Your task
Go over the listing below line by line and tally those containing "keyed". Give only the tally.

******

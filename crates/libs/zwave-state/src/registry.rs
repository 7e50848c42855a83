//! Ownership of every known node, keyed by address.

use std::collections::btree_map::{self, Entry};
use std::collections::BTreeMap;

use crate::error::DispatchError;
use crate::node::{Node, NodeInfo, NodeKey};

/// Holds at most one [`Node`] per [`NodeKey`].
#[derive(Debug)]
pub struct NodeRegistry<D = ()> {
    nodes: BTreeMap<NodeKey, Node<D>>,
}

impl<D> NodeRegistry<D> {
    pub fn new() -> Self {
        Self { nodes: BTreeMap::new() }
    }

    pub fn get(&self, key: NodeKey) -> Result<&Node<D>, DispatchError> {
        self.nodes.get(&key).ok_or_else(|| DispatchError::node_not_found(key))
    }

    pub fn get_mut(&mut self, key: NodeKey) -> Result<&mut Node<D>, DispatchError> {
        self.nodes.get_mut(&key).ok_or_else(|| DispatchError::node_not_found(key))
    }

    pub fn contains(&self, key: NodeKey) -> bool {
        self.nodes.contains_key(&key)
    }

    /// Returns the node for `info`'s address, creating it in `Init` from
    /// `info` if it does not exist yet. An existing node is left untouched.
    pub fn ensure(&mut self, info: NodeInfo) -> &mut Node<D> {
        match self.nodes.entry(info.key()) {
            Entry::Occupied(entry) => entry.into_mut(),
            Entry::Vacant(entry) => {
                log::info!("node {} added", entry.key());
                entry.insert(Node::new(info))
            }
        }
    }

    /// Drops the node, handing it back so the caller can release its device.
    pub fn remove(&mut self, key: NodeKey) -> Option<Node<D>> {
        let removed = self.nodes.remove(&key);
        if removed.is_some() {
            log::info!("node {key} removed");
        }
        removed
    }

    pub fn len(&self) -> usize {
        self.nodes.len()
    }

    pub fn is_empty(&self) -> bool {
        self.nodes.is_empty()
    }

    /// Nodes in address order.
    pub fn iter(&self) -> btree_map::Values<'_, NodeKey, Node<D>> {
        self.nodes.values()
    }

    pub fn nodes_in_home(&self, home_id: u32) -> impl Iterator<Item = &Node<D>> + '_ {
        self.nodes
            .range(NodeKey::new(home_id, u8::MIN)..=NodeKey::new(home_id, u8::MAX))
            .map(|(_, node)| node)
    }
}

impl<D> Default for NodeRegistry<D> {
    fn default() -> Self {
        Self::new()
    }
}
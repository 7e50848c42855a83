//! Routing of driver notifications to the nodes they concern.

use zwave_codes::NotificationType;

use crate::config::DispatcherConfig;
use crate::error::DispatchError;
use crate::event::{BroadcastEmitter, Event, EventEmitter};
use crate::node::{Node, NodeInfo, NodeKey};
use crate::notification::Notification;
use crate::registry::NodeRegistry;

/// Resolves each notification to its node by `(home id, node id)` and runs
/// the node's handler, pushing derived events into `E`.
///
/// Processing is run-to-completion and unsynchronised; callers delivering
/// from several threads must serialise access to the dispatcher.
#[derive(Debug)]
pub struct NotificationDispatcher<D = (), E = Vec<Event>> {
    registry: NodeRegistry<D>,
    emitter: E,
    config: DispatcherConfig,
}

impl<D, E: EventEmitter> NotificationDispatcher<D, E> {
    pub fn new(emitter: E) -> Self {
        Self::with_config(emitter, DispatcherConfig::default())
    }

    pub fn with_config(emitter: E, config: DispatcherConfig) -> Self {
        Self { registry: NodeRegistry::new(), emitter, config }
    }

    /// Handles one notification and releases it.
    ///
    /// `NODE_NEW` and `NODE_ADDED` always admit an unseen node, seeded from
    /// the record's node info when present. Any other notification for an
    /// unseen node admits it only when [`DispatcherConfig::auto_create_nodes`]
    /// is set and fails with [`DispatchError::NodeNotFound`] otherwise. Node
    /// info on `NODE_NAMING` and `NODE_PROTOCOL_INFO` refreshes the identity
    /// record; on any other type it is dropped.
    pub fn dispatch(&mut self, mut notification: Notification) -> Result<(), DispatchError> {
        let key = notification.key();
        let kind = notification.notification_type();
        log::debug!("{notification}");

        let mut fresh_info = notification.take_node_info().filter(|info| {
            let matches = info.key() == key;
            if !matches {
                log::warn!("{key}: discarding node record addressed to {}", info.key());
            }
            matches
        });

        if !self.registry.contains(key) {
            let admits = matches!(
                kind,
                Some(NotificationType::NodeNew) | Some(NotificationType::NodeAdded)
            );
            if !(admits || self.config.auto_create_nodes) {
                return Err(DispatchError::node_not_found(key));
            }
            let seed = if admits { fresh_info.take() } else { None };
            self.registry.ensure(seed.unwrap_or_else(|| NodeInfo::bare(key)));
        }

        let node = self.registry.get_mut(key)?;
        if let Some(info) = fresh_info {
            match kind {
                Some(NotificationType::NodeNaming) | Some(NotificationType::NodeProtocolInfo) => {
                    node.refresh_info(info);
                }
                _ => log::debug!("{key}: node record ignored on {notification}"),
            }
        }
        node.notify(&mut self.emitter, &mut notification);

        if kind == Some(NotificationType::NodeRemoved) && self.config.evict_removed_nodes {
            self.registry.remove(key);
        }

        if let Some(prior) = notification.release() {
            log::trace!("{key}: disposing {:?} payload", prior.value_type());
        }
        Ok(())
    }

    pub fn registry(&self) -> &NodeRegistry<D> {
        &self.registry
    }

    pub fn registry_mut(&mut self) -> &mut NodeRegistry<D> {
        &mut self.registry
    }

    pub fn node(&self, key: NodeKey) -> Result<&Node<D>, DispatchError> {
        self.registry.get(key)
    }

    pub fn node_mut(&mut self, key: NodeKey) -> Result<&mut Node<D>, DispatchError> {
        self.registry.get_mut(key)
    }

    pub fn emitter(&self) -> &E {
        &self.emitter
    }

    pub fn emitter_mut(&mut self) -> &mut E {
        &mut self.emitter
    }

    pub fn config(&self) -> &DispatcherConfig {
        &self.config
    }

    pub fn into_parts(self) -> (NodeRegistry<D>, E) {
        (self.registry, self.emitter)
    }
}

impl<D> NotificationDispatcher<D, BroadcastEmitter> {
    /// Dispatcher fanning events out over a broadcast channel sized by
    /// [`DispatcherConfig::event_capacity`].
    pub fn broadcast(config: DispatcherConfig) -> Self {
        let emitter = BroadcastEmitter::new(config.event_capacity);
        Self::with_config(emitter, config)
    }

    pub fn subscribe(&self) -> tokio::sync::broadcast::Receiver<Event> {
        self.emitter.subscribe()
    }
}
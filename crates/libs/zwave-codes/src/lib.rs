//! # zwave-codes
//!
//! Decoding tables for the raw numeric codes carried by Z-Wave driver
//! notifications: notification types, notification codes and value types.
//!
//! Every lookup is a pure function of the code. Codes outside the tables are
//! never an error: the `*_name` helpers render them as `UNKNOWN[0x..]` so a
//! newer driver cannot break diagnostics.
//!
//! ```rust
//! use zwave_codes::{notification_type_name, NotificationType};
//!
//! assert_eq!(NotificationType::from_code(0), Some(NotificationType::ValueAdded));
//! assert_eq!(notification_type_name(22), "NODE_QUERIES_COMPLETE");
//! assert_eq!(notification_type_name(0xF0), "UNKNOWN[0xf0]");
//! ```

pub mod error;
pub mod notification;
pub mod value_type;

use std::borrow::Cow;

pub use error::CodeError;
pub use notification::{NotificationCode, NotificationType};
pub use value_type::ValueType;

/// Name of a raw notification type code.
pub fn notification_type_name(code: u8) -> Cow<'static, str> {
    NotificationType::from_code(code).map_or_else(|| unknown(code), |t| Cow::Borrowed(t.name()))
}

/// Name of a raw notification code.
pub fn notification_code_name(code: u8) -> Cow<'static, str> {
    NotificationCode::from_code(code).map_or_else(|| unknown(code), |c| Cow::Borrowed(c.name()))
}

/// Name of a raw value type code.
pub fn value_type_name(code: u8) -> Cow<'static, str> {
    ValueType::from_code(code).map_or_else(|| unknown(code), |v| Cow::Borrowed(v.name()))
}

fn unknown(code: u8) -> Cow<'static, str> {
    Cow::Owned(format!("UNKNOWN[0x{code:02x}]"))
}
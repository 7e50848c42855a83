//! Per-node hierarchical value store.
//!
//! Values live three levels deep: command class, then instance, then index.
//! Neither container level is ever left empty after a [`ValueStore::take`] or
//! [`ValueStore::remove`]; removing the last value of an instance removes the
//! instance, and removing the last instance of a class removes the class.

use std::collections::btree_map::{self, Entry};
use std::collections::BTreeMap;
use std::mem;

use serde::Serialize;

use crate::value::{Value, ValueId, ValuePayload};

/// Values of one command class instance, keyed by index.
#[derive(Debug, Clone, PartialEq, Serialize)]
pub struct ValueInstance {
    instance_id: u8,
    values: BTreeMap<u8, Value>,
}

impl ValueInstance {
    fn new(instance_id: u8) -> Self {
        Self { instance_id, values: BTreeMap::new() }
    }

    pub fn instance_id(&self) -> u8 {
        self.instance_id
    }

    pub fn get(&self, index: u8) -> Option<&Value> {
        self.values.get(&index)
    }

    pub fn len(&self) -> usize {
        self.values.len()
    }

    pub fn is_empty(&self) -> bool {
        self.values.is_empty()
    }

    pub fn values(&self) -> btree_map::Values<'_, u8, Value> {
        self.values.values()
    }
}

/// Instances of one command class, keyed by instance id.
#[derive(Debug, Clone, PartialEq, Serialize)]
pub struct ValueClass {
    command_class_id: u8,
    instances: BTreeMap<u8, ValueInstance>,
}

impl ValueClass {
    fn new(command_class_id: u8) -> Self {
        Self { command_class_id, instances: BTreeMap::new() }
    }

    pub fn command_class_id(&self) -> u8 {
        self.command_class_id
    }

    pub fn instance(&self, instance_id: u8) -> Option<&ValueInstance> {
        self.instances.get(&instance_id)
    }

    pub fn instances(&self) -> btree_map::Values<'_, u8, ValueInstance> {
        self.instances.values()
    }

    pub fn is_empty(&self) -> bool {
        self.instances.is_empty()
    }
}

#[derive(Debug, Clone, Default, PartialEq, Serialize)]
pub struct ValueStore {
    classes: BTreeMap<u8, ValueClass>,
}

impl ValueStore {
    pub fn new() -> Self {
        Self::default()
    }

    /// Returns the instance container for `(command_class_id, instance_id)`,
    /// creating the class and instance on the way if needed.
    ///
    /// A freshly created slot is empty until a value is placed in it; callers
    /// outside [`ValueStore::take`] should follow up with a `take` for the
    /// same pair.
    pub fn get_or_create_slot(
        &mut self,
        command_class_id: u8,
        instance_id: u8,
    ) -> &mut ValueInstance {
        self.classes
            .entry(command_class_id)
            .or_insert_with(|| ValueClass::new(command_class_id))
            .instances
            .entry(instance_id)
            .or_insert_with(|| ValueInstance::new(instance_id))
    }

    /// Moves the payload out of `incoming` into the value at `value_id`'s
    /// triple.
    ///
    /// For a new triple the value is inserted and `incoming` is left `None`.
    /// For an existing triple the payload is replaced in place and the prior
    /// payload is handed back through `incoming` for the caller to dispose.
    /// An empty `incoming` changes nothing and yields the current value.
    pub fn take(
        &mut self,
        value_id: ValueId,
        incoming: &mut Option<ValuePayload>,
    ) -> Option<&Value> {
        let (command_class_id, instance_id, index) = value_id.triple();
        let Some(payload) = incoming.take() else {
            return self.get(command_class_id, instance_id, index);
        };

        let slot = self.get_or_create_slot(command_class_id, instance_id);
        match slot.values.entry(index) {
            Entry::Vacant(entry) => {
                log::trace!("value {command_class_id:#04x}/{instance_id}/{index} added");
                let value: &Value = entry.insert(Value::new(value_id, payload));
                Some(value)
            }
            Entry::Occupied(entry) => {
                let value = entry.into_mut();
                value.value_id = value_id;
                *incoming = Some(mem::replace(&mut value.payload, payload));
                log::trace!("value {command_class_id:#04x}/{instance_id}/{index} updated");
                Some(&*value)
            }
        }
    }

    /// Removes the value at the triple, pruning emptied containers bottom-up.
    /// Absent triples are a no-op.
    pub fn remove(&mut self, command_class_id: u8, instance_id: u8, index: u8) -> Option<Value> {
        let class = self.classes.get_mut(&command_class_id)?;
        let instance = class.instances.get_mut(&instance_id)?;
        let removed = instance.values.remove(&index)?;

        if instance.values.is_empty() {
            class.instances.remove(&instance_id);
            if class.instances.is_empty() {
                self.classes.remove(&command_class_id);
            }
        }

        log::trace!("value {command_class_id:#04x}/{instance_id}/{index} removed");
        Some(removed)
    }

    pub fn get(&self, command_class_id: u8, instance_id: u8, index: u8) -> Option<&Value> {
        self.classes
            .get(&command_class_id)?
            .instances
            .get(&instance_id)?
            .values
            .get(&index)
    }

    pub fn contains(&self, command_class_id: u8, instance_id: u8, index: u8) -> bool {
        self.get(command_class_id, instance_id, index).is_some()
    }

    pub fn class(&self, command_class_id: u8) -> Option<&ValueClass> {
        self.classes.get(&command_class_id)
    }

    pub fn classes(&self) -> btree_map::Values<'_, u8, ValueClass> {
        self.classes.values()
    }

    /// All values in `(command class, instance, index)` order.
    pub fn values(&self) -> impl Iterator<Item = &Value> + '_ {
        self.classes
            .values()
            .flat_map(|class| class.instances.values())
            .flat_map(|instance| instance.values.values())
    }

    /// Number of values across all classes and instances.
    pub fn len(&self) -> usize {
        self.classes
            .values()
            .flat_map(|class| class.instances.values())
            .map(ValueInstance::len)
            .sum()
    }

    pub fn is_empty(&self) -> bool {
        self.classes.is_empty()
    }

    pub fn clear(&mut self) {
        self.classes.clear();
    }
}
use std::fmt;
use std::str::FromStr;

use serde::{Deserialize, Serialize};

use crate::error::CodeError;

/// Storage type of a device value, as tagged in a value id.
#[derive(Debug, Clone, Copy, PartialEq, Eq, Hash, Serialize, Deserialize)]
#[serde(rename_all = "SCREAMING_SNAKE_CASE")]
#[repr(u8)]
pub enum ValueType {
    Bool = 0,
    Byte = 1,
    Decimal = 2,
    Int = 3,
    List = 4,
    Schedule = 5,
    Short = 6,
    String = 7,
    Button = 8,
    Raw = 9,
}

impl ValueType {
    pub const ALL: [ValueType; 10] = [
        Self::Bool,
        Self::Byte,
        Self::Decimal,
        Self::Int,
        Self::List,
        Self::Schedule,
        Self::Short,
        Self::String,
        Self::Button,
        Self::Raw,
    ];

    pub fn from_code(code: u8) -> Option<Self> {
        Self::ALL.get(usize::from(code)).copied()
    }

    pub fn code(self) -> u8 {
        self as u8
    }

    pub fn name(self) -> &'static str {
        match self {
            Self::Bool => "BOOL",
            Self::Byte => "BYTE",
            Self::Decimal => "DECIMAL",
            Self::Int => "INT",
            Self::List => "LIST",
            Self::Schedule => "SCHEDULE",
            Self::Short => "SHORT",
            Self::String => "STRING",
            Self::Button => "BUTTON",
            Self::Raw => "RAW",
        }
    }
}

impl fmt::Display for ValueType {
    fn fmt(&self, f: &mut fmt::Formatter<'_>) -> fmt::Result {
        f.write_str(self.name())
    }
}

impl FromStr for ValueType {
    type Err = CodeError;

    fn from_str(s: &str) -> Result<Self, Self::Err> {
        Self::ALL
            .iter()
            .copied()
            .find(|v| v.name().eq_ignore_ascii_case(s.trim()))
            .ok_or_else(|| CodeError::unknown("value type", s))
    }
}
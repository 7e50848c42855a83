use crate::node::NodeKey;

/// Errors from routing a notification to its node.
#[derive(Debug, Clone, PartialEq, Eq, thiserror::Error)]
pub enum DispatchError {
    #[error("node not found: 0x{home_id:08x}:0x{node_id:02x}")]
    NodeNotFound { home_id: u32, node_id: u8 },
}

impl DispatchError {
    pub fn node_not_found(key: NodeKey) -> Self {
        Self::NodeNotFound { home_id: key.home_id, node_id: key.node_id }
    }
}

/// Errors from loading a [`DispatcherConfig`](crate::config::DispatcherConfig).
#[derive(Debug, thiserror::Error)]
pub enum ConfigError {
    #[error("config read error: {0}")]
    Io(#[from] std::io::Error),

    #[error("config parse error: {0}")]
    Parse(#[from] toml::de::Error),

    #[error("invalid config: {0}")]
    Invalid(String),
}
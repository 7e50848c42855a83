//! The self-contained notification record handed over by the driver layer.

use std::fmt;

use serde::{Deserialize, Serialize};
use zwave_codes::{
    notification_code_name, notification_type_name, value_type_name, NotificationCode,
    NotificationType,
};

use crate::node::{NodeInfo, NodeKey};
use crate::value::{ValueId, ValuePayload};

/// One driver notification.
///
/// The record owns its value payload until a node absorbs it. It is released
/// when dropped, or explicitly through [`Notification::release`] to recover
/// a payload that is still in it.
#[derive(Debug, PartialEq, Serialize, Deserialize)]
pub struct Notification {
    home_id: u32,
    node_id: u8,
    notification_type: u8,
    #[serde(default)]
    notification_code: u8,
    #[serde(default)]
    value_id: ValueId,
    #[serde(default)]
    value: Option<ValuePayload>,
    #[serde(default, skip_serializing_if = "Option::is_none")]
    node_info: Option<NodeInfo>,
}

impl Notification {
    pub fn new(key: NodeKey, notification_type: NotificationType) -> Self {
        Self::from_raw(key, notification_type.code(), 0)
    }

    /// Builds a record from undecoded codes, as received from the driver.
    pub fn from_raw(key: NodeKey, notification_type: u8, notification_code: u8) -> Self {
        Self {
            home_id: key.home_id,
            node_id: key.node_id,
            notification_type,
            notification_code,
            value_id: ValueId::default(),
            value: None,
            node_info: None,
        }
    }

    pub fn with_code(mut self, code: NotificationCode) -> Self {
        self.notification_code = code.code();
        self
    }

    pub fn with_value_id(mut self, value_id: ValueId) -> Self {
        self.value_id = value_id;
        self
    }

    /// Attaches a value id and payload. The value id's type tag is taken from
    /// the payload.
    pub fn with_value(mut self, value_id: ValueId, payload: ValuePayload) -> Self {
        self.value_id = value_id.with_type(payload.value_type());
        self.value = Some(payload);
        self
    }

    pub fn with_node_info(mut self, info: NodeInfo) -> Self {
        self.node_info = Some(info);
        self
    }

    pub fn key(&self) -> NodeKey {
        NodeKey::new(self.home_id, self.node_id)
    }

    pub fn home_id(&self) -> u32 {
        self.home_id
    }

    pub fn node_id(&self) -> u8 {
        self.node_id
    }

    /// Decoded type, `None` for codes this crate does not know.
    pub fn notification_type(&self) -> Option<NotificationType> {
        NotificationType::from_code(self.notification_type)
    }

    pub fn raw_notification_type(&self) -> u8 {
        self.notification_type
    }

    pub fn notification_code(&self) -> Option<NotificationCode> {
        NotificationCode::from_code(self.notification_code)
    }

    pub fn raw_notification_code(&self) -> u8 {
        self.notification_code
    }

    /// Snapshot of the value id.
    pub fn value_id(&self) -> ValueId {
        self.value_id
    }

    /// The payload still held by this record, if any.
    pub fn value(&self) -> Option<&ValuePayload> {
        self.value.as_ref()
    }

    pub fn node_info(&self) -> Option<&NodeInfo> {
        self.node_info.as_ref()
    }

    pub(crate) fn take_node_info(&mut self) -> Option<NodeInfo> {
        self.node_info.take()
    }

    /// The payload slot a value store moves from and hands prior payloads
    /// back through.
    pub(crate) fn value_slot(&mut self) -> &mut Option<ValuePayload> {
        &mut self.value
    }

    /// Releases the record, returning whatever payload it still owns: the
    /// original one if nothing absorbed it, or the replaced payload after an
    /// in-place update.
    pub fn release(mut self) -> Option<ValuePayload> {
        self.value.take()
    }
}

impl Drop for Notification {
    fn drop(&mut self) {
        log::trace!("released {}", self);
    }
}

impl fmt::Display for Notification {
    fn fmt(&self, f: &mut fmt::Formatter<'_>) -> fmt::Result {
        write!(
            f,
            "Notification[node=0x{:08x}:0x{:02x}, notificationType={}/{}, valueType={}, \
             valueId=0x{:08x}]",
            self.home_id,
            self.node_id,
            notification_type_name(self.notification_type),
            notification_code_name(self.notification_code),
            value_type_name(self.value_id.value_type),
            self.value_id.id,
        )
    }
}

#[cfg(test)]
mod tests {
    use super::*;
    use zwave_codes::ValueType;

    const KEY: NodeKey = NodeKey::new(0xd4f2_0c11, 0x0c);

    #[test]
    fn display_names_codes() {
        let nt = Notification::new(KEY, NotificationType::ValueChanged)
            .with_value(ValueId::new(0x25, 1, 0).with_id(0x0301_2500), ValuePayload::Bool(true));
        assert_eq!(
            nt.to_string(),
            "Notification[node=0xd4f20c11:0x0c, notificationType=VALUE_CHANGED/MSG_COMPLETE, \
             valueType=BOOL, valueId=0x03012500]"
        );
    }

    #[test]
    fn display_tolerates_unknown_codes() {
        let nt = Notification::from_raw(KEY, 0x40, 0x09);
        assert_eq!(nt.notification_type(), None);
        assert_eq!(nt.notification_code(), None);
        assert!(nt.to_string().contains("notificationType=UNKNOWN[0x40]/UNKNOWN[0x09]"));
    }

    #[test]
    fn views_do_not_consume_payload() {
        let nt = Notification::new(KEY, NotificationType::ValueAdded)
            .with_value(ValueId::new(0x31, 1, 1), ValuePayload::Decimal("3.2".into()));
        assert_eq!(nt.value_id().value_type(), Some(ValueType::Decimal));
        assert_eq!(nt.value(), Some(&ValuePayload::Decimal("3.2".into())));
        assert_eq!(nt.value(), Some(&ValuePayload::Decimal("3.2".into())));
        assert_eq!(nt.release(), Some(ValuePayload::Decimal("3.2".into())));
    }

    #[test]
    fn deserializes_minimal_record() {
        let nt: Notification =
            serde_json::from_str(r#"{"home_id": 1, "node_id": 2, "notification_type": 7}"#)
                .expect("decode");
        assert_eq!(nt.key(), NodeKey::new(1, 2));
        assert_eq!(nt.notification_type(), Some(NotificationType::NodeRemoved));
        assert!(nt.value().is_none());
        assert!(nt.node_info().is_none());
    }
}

******

Result
3